While Stand For The Troops (“SFTT”) primarily focuses on making sure Veterans with PTSD receive the therapy and support they deserve, we would be remiss in not acknowledging that Veteran families also suffer grievously from the “silent wounds of war.”
Indeed, social media is inundated with heart-wrenching stories of partners of Veterans seeking advice and support of other Veteran partners on coping with the day-to-day problems of Veterans with PTSD and TBI. In many cases, these partners (primarily wives) have benefitted from support groups in which they exchange advice and provide comfort to others as their husbands combat the demons of PTSD.
In fact, the Department of Veteran’s Affairs (“the VA”) has a “caregiver support line for partners of Veterans with PTSD. That caregiver support line is 1-855-260-3274.
Indeed, the VA provides some useful advice on the advantages of joining a “peer support group” and how to locate them:
Joining a peer support group can help you to feel better in any number of ways, such as:
– Knowing that others are going through something similar
– Learning tips on how to handle day-to-day challenges
– Meeting new friends or connecting to others who understand you
– Learning how to talk about things that bother you or how to ask for help
– Learning to trust other people
– Hearing about helpful new perspectives from others
Peer support groups can be an important part of dealing with PTSD, but they are not a substitute for effective treatment for PTSD. If you have problems after a trauma that last more than a short time, you should get professional help.

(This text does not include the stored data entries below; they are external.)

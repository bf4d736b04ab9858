//! # Master Renderer
//!
//! Owns the window, the GPU state cache and every render pass, and drives the
//! frame loop:
//!
//! ```text
//! poll events -> frame callback -> swap buffers -> frame delta -> close check
//! ```
//!
//! The callback receives the renderer and usually ends with
//! [`MasterRenderer::draw_scene`], which runs the passes in a fixed order:
//! shadow maps, water reflection and refraction, the multisampled scene
//! (skybox, objects, water, particles), the postprocess resolve and the text
//! overlay.

use crate::config::{DisplayConfig, EngineConfig};
use crate::error::{EngineError, EngineResult};
use crate::foundation::math::Vec3;
use crate::foundation::time::FpsCounter;
use crate::input::Input;
use crate::render::api::GpuDevice;
use crate::render::backends::gl::GlDevice;
use crate::render::camera::{Camera, SharedCamera};
use crate::render::lighting::LightManager;
use crate::render::resources::ShaderLibrary;
use crate::render::scene::Scene;
use crate::render::settings::{Fog, PolygonMode, PostprocessConfig, ShadowMapConfig};
use crate::render::state::StateCache;
use crate::render::text::GlyphRasterizer;
use crate::render::window::{Display, GlfwDisplay};

use super::{
    clear_target, FontRenderer, FrameContext, ObjectRenderer, ParticleRenderer, PostprocessRenderer, ShadowRenderer,
    SkyboxRenderer, WaterRenderer,
};

/// Per-frame user callback
pub type FrameCallback = Box<dyn FnMut(&mut MasterRenderer) -> EngineResult<()>>;

/// Frame loop and pass orchestration
///
/// Fields drop in declaration order: every GPU resource owner comes before
/// `state`, which deletes what they released, and `display` (the context)
/// goes last.
pub struct MasterRenderer {
    input: Input,
    fps: FpsCounter,
    camera: SharedCamera,
    lights: LightManager,

    display_config: DisplayConfig,
    fog: Fog,
    shadows: ShadowMapConfig,
    polygon_mode: PolygonMode,
    postprocess: PostprocessConfig,

    library: ShaderLibrary,
    object_renderer: ObjectRenderer,
    shadow_renderer: ShadowRenderer,
    skybox_renderer: SkyboxRenderer,
    water_renderer: WaterRenderer,
    particle_renderer: ParticleRenderer,
    postprocess_renderer: PostprocessRenderer,
    font_renderer: Option<FontRenderer>,
    warned_missing_font: bool,

    callback: Option<FrameCallback>,
    running: bool,

    state: StateCache,
    display: Box<dyn Display>,
}
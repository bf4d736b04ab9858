//! Generic lit 3D objects

use std::rc::Rc;

use crate::error::{ensure, EngineResult};
use crate::foundation::math::{utils, Vec3};
use crate::render::material::Material;
use crate::render::mesh::{MeshBuffers, MeshData, MeshKind, ModelTransform};
use crate::render::state::StateCache;

/// Index range of an object drawn with one material
#[derive(Debug, Clone)]
pub struct Object3DEntity {
    /// First index (or first vertex when the mesh is not indexed)
    pub starting_index: u32,
    /// Number of indices
    pub indices_count: u32,
    /// Number of vertices
    pub vertices_count: u32,
    /// Material, if any
    pub material: Option<Rc<Material>>,
}

/// Stencil outline drawn around an object
#[derive(Debug, Clone, PartialEq)]
pub struct Outline {
    enabled: bool,
    always_visible: bool,
    scale: f32,
    color: Vec3,
}

impl Default for Outline {
    fn default() -> Self {
        Self { enabled: false, always_visible: false, scale: 1.0, color: Vec3::new(1.0, 0.0, 0.0) }
    }
}

impl Outline {
    /// Enable or disable the outline
    pub fn enable(&mut self, enabled: bool) {
        self.enabled = enabled;
    }

    /// Whether the outline is drawn
    pub fn is_enabled(&self) -> bool {
        self.enabled
    }

    /// Draw the outline through occluding geometry
    pub fn set_always_visible(&mut self, always_visible: bool) {
        self.always_visible = always_visible;
    }

    /// Whether the outline ignores depth
    pub fn is_always_visible(&self) -> bool {
        self.always_visible
    }

    /// Scale factor applied to the object for the outline draw
    pub fn scale(&self) -> f32 {
        self.scale
    }

    /// Set the outline scale factor (> 0)
    pub fn set_scale(&mut self, scale: f32) -> EngineResult<()> {
        ensure(scale > 0.0, "outline", "Outline::set_scale", "Outline scale value out of range: {0.0 < VALUE}.")?;
        self.scale = scale;
        Ok(())
    }

    /// Outline color
    pub fn color(&self) -> Vec3 {
        self.color
    }

    /// Set the outline color (clamped to [0, 1])
    pub fn set_color(&mut self, color: Vec3) {
        self.color = utils::clamp_color(color);
    }
}

/// Uploaded mesh with a transform, material entities and an optional outline
#[derive(Debug)]
pub struct Object3D {
    name: String,
    buffers: MeshBuffers,
    transform: ModelTransform,
    entities: Vec<Object3DEntity>,
    outline: Option<Outline>,
}

impl Object3D {
    /// Upload `data` as a new object without entities
    pub fn new(state: &mut StateCache, name: impl Into<String>, data: &MeshData) -> Self {
        let name = name.into();
        let buffers = MeshBuffers::upload(state, data);
        log::debug!(target: "object_3d", "Object [{}] uploaded ({} vertices).", name, buffers.vertex_count());
        Self { name, buffers, transform: ModelTransform::new(), entities: Vec::new(), outline: None }
    }

    /// Upload `data` as one entity spanning the whole mesh
    pub fn with_material(state: &mut StateCache, name: impl Into<String>, data: &MeshData, material: Option<Rc<Material>>) -> Self {
        let mut object = Self::new(state, name, data);
        let entity = Object3DEntity {
            starting_index: 0,
            indices_count: object.buffers.index_count(),
            vertices_count: object.buffers.vertex_count(),
            material,
        };
        object.entities.push(entity);
        object
    }

    /// Object name
    pub fn name(&self) -> &str {
        &self.name
    }

    /// GPU buffers
    pub fn buffers(&self) -> &MeshBuffers {
        &self.buffers
    }

    /// Model transform
    pub fn transform(&self) -> &ModelTransform {
        &self.transform
    }

    /// Model transform, mutably
    pub fn transform_mut(&mut self) -> &mut ModelTransform {
        &mut self.transform
    }

    /// Add an entity drawn with `material`
    pub fn add_entity(&mut self, entity: Object3DEntity) {
        self.entities.push(entity);
    }

    /// Entities in draw order
    pub fn entities(&self) -> &[Object3DEntity] {
        &self.entities
    }

    /// Entities in draw order, mutably
    pub fn entities_mut(&mut self) -> &mut [Object3DEntity] {
        &mut self.entities
    }

    /// Attach an outline modifier, or return the existing one
    pub fn add_outline(&mut self) -> &mut Outline {
        self.outline.get_or_insert_with(Outline::default)
    }

    /// Outline modifier, if attached
    pub fn outline(&self) -> Option<&Outline> {
        self.outline.as_ref()
    }

    /// Outline modifier, mutably
    pub fn outline_mut(&mut self) -> Option<&mut Outline> {
        self.outline.as_mut()
    }

    /// Detach the outline modifier
    pub fn remove_outline(&mut self) {
        self.outline = None;
    }

    /// Outline that should be drawn this frame
    pub fn active_outline(&self) -> Option<&Outline> {
        self.outline.as_ref().filter(|outline| outline.is_enabled())
    }

    /// Draw one entity of the bound mesh
    pub fn draw_entity(&self, state: &mut StateCache, index: usize) {
        if let Some(entity) = self.entities.get(index) {
            MeshKind::Object3D {
                starting_index: entity.starting_index,
                indices_count: entity.indices_count,
                vertices_count: entity.vertices_count,
                indexed: self.buffers.uses_indices(),
            }
            .draw(state);
        }
    }
}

Aside from the VA recommendations, many other independent organizations have sprung up to support partners who feel the need to exchange ideas and support one another during a particularly difficult period in their relationship.
Found below in no particular order are online support resources that may help provide a peer support forum to exchange ideas and advice:
A useful Facebook Page of engaged partners who seek to provide useful resources to others on helping wives of military Veterans with PTSD
Established by Senator Elizabeth Dole, Hidden Heroes has as its mission to:
– Raise awareness of the issues military caregivers confront every day
– Inspire individuals, businesses, communities, and civic, faith and government leaders to take action in supporting military caregivers in their communities
– Establish a national registry, encouraging military caregivers to register at HiddenHeroes.org to better connect them to helpful resources and support
A practical guide, gleaned from contributions by its many members, on how to cope with PTSD and TBI. More practical and common sense advice than clinical evidence, but certainly a recommended resource for those who require guidance and a helping hand.

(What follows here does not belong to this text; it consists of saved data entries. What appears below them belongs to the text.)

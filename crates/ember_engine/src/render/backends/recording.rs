//! Recording GPU backend
//!
//! [`RecordingDevice`] implements [`GpuDevice`] without a graphics context. Each
//! command is appended to a [`CallLog`] shared with the caller, which makes it
//! possible to assert on bind counts, draw order and uniform writes in tests
//! and headless tools.

use std::cell::{Ref, RefCell};
use std::rc::Rc;

use slotmap::SlotMap;

use crate::foundation::math::Vec4;
use crate::render::api::{
    Attachment, BlendFactor, BufferId, Capability, ClearMask, Face, FramebufferBinding, FramebufferId,
    GpuDevice, ProgramId, ProgramSources, RenderbufferId, StencilFunc, StencilOp, TextureDesc,
    TextureFilter, TextureId, TextureKind, UniformLocation, UniformValue, VertexArrayId, VertexAttribute,
};

/// One recorded command
#[derive(Debug, Clone, PartialEq)]
#[allow(missing_docs)]
pub enum GpuCall {
    CreateProgram(ProgramId),
    UseProgram(Option<ProgramId>),
    SetUniform { program: Option<ProgramId>, name: String, value: UniformValue },
    CreateTexture(TextureId, TextureDesc),
    UploadTexture { face: u32, bytes: usize },
    SetTextureFilter(TextureKind, TextureFilter),
    ActiveTexture(u32),
    BindTexture(TextureKind, Option<TextureId>),
    UnpackAlignment(i32),
    BindVertexArray(Option<VertexArrayId>),
    UploadAttribute(VertexAttribute, usize),
    UpdateAttribute(BufferId, usize),
    UploadIndices(usize),
    DrawArrays { first: i32, count: i32 },
    DrawElements { count: i32, offset: i32 },
    CreateFramebuffer(FramebufferId),
    BindFramebuffer(FramebufferBinding, Option<FramebufferId>),
    AttachTexture(Attachment, TextureId),
    AttachRenderbuffer(RenderbufferId),
    DisableColorBuffers,
    Blit { width: u32, height: u32, mask: ClearMask, linear: bool },
    SetCapability(Capability, bool),
    BlendFunc(BlendFactor, BlendFactor),
    DepthMask(bool),
    CullFace(Face),
    StencilMask(u32),
    StencilFunc(StencilFunc, i32, u32),
    StencilOp(StencilOp, StencilOp, StencilOp),
    PolygonMode(bool),
    Viewport { x: i32, y: i32, width: u32, height: u32 },
    ClearColor(Vec4),
    Clear(ClearMask),
    DeleteProgram(ProgramId),
    DeleteTexture(TextureId),
    DeleteVertexArray { vertex_array: VertexArrayId, buffers: usize },
    DeleteFramebuffer(FramebufferId),
}

impl GpuCall {
    /// Whether the call is a draw command
    pub const fn is_draw(&self) -> bool {
        matches!(self, Self::DrawArrays { .. } | Self::DrawElements { .. })
    }

    /// Whether the call deletes a GPU object
    pub const fn is_delete(&self) -> bool {
        matches!(
            self,
            Self::DeleteProgram(_) | Self::DeleteTexture(_) | Self::DeleteVertexArray { .. } | Self::DeleteFramebuffer(_)
        )
    }
}

/// Shared, append-only log of recorded commands
#[derive(Debug, Clone, Default)]
pub struct CallLog(Rc<RefCell<Vec<GpuCall>>>);

impl CallLog {
    fn push(&self, call: GpuCall) {
        self.0.borrow_mut().push(call);
    }

    /// Borrow all recorded calls
    pub fn calls(&self) -> Ref<'_, Vec<GpuCall>> {
        self.0.borrow()
    }

    /// Drop recorded calls
    pub fn clear(&self) {
        self.0.borrow_mut().clear();
    }

    /// Number of calls matching a predicate
    pub fn count(&self, predicate: impl Fn(&GpuCall) -> bool) -> usize {
        self.0.borrow().iter().filter(|c| predicate(c)).count()
    }

    /// Number of draw calls
    pub fn draw_count(&self) -> usize {
        self.count(GpuCall::is_draw)
    }

    /// Values written to a uniform, in order
    pub fn uniform_values(&self, name: &str) -> Vec<UniformValue> {
        self.0
            .borrow()
            .iter()
            .filter_map(|c| match c {
                GpuCall::SetUniform { name: n, value, .. } if n == name => Some(*value),
                _ => None,
            })
            .collect()
    }

    /// Last value written to a uniform
    pub fn last_uniform(&self, name: &str) -> Option<UniformValue> {
        self.uniform_values(name).pop()
    }

    /// Index of the first call matching a predicate
    pub fn position(&self, predicate: impl Fn(&GpuCall) -> bool) -> Option<usize> {
        self.0.borrow().iter().position(predicate)
    }
}

/// Context-free [`GpuDevice`] that records every command
#[derive(Debug, Default)]
pub struct RecordingDevice {
    log: CallLog,
    programs: SlotMap<ProgramId, ()>,
    textures: SlotMap<TextureId, ()>,
    vertex_arrays: SlotMap<VertexArrayId, ()>,
    buffers: SlotMap<BufferId, ()>,
    framebuffers: SlotMap<FramebufferId, ()>,
    renderbuffers: SlotMap<RenderbufferId, ()>,
    uniforms: SlotMap<UniformLocation, String>,
    current_program: Option<ProgramId>,
    compile_error: Option<String>,
    incomplete_framebuffers: bool,
    failing_framebuffers: bool,
}

impl RecordingDevice {
    /// Create a device with an empty log
    pub fn new() -> Self {
        Self::default()
    }

    /// Handle to the shared call log
    pub fn log(&self) -> CallLog {
        self.log.clone()
    }

    /// Make every following program creation fail with `message`
    pub fn with_compile_error(mut self, message: impl Into<String>) -> Self {
        self.compile_error = Some(message.into());
        self
    }

    /// Report every framebuffer as incomplete
    pub fn with_incomplete_framebuffers(mut self) -> Self {
        self.incomplete_framebuffers = true;
        self
    }

    /// Make framebuffer and renderbuffer creation fail
    pub fn with_failing_framebuffers(mut self) -> Self {
        self.failing_framebuffers = true;
        self
    }
}

impl GpuDevice for RecordingDevice {
    fn create_program(&mut self, _sources: &ProgramSources<'_>) -> Result<ProgramId, String> {
        if let Some(message) = &self.compile_error {
            return Err(message.clone());
        }
        let id = self.programs.insert(());
        self.log.push(GpuCall::CreateProgram(id));
        Ok(id)
    }

    fn delete_program(&mut self, program: ProgramId) {
        self.programs.remove(program);
        self.log.push(GpuCall::DeleteProgram(program));
    }

    fn use_program(&mut self, program: Option<ProgramId>) {
        self.current_program = program;
        self.log.push(GpuCall::UseProgram(program));
    }

    fn uniform_location(&mut self, _program: ProgramId, name: &str) -> Option<UniformLocation> {
        Some(self.uniforms.insert(name.to_string()))
    }

    fn set_uniform(&mut self, location: UniformLocation, value: &UniformValue) {
        let name = self.uniforms.get(location).cloned().unwrap_or_default();
        self.log.push(GpuCall::SetUniform { program: self.current_program, name, value: *value });
    }

    fn create_texture(&mut self, desc: &TextureDesc) -> TextureId {
        let id = self.textures.insert(());
        self.log.push(GpuCall::CreateTexture(id, *desc));
        id
    }

    fn upload_texture(&mut self, _desc: &TextureDesc, face: u32, data: &[u8]) {
        self.log.push(GpuCall::UploadTexture { face, bytes: data.len() });
    }

    fn set_texture_filter(&mut self, kind: TextureKind, filter: TextureFilter) {
        self.log.push(GpuCall::SetTextureFilter(kind, filter));
    }

    fn delete_texture(&mut self, texture: TextureId) {
        self.textures.remove(texture);
        self.log.push(GpuCall::DeleteTexture(texture));
    }

    fn active_texture(&mut self, slot: u32) {
        self.log.push(GpuCall::ActiveTexture(slot));
    }

    fn bind_texture(&mut self, kind: TextureKind, texture: Option<TextureId>) {
        self.log.push(GpuCall::BindTexture(kind, texture));
    }

    fn set_unpack_alignment(&mut self, alignment: i32) {
        self.log.push(GpuCall::UnpackAlignment(alignment));
    }

    fn create_vertex_array(&mut self) -> VertexArrayId {
        self.vertex_arrays.insert(())
    }

    fn bind_vertex_array(&mut self, vertex_array: Option<VertexArrayId>) {
        self.log.push(GpuCall::BindVertexArray(vertex_array));
    }

    fn upload_attribute(&mut self, attribute: VertexAttribute, _components: i32, data: &[f32], _dynamic: bool) -> BufferId {
        self.log.push(GpuCall::UploadAttribute(attribute, data.len()));
        self.buffers.insert(())
    }

    fn update_attribute(&mut self, buffer: BufferId, data: &[f32]) {
        self.log.push(GpuCall::UpdateAttribute(buffer, data.len()));
    }

    fn upload_indices(&mut self, indices: &[u32]) -> BufferId {
        self.log.push(GpuCall::UploadIndices(indices.len()));
        self.buffers.insert(())
    }

    fn delete_vertex_array(&mut self, vertex_array: VertexArrayId, buffers: &[BufferId]) {
        self.vertex_arrays.remove(vertex_array);
        for buffer in buffers {
            self.buffers.remove(*buffer);
        }
        self.log.push(GpuCall::DeleteVertexArray { vertex_array, buffers: buffers.len() });
    }

    fn draw_arrays(&mut self, first: i32, count: i32) {
        self.log.push(GpuCall::DrawArrays { first, count });
    }

    fn draw_elements(&mut self, count: i32, offset: i32) {
        self.log.push(GpuCall::DrawElements { count, offset });
    }

    fn create_framebuffer(&mut self) -> Result<FramebufferId, String> {
        if self.failing_framebuffers {
            return Err("out of framebuffer names".to_string());
        }
        let id = self.framebuffers.insert(());
        self.log.push(GpuCall::CreateFramebuffer(id));
        Ok(id)
    }

    fn bind_framebuffer(&mut self, binding: FramebufferBinding, framebuffer: Option<FramebufferId>) {
        self.log.push(GpuCall::BindFramebuffer(binding, framebuffer));
    }

    fn attach_texture(&mut self, attachment: Attachment, _kind: TextureKind, texture: TextureId) {
        self.log.push(GpuCall::AttachTexture(attachment, texture));
    }

    fn create_renderbuffer(&mut self, _width: u32, _height: u32, _samples: u32) -> Result<RenderbufferId, String> {
        if self.failing_framebuffers {
            return Err("out of renderbuffer names".to_string());
        }
        Ok(self.renderbuffers.insert(()))
    }

    fn attach_renderbuffer(&mut self, renderbuffer: RenderbufferId) {
        self.log.push(GpuCall::AttachRenderbuffer(renderbuffer));
    }

    fn disable_color_buffers(&mut self) {
        self.log.push(GpuCall::DisableColorBuffers);
    }

    fn framebuffer_complete(&mut self) -> bool {
        !self.incomplete_framebuffers
    }

    fn delete_framebuffer(&mut self, framebuffer: FramebufferId, renderbuffer: Option<RenderbufferId>) {
        self.framebuffers.remove(framebuffer);
        if let Some(renderbuffer) = renderbuffer {
            self.renderbuffers.remove(renderbuffer);
        }
        self.log.push(GpuCall::DeleteFramebuffer(framebuffer));
    }

    fn blit_framebuffer(&mut self, width: u32, height: u32, mask: ClearMask, linear: bool) {
        self.log.push(GpuCall::Blit { width, height, mask, linear });
    }

    fn set_capability(&mut self, capability: Capability, enabled: bool) {
        self.log.push(GpuCall::SetCapability(capability, enabled));
    }

    fn blend_func(&mut self, source: BlendFactor, destination: BlendFactor) {
        self.log.push(GpuCall::BlendFunc(source, destination));
    }

    fn depth_mask(&mut self, enabled: bool) {
        self.log.push(GpuCall::DepthMask(enabled));
    }

    fn cull_face(&mut self, face: Face) {
        self.log.push(GpuCall::CullFace(face));
    }

    fn stencil_mask(&mut self, mask: u32) {
        self.log.push(GpuCall::StencilMask(mask));
    }

    fn stencil_func(&mut self, func: StencilFunc, reference: i32, mask: u32) {
        self.log.push(GpuCall::StencilFunc(func, reference, mask));
    }

    fn stencil_op(&mut self, stencil_fail: StencilOp, depth_fail: StencilOp, pass: StencilOp) {
        self.log.push(GpuCall::StencilOp(stencil_fail, depth_fail, pass));
    }

    fn polygon_mode(&mut self, wireframe: bool) {
        self.log.push(GpuCall::PolygonMode(wireframe));
    }

    fn viewport(&mut self, x: i32, y: i32, width: u32, height: u32) {
        self.log.push(GpuCall::Viewport { x, y, width, height });
    }

    fn clear_color(&mut self, color: Vec4) {
        self.log.push(GpuCall::ClearColor(color));
    }

    fn clear(&mut self, mask: ClearMask) {
        self.log.push(GpuCall::Clear(mask));
    }
}

#[cfg(test)]
mod tests {
    use super::*;

    #[test]
    fn test_uniform_names_are_recorded() {
        let mut device = RecordingDevice::new();
        let log = device.log();
        let program = device.create_program(&ProgramSources { vertex: "", fragment: "", geometry: None }).unwrap();
        device.use_program(Some(program));
        let location = device.uniform_location(program, "fog.density").unwrap();
        device.set_uniform(location, &UniformValue::Float(0.5));

        assert_eq!(log.last_uniform("fog.density"), Some(UniformValue::Float(0.5)));
        assert_eq!(log.uniform_values("missing"), Vec::new());
    }

    #[test]
    fn test_compile_error_is_reported() {
        let mut device = RecordingDevice::new().with_compile_error("syntax error");
        let result = device.create_program(&ProgramSources { vertex: "", fragment: "", geometry: None });
        assert_eq!(result, Err("syntax error".to_string()));
    }
}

Essentially, a forum to exchange ideas and vent. Clearinghouse for frustrations that emanate from being a caregiver for a Veteran coping with PTSD
Authentic – pulls no punches – blog featuring genuine stories of how caregivers cope with the difficulties of sustaining a relationship with Veterans suffering from PTSD and TBI.

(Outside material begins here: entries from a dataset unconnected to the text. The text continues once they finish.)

//! # Ember Engine
//!
//! A multi-pass OpenGL rendering engine: shadow-mapped lighting, outlined
//! objects, planar water with reflection and refraction, particles, a
//! postprocess stage and a text overlay, driven by a single-threaded frame
//! loop.
//!
//! ## Quick Start
//!
//! ```rust,no_run
//! use ember_engine::prelude::*;
//!
//! fn main() -> Result<(), EngineError> {
//!     logging::init();
//!     let mut renderer = MasterRenderer::open(&EngineConfig::default())?;
//!     let mut scene = Scene::new("main");
//!     renderer.set_callback(move |renderer| renderer.draw_scene(&mut scene));
//!     renderer.start()
//! }
//! ```

#![warn(missing_docs)]
#![warn(clippy::all, clippy::pedantic, clippy::nursery)]
#![allow(clippy::module_name_repetitions, clippy::similar_names, clippy::too_many_arguments)]

pub mod config;
pub mod error;
pub mod foundation;
pub mod input;
pub mod render;

pub use config::{Config, ConfigError, DisplayConfig, EngineConfig};
pub use error::{EngineError, EngineResult};

/// Common imports for engine users
pub mod prelude {
    pub use crate::{
        config::{Config, DisplayConfig, EngineConfig},
        error::{EngineError, EngineResult},
        foundation::{
            logging::{self, LoggerConfig},
            math::{Mat4, Mat4Ext, Vec2, Vec3, Vec4},
            time::{FpsCounter, PeriodicTimer},
        },
        input::{Input, Key, MouseButton},
        render::{
            BlendFunction, Camera, Display, Fog, Glyph, GlyphRasterizer, LightManager, Material, MasterRenderer,
            MeshData, MoveDirection, Object3D, Particle, ParticleSystem, PolygonMode, PostprocessConfig,
            PostprocessEffect, Scene, ShadowMapConfig, SharedCamera, Skybox, StateCache, Text, Texture, TextureLoader,
            WaterTile,
        },
    };
}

While there are many other notable online resources, local support groups that meet in person are probably far more effective than online advice. Most base facilities provide programs for spouses of active duty personnel.
Veterans discharged from the military or reservists may find active support groups at religious centers or outreach programs supported by local community activists or charitable organizations.
Veterans suffering from PTSD and/or TBI value companionship. While it may seem difficult to provide them the support they are seeking, it is a battle worth fighting valiantly. Support groups may well provide the necessary resources one needs to persevere.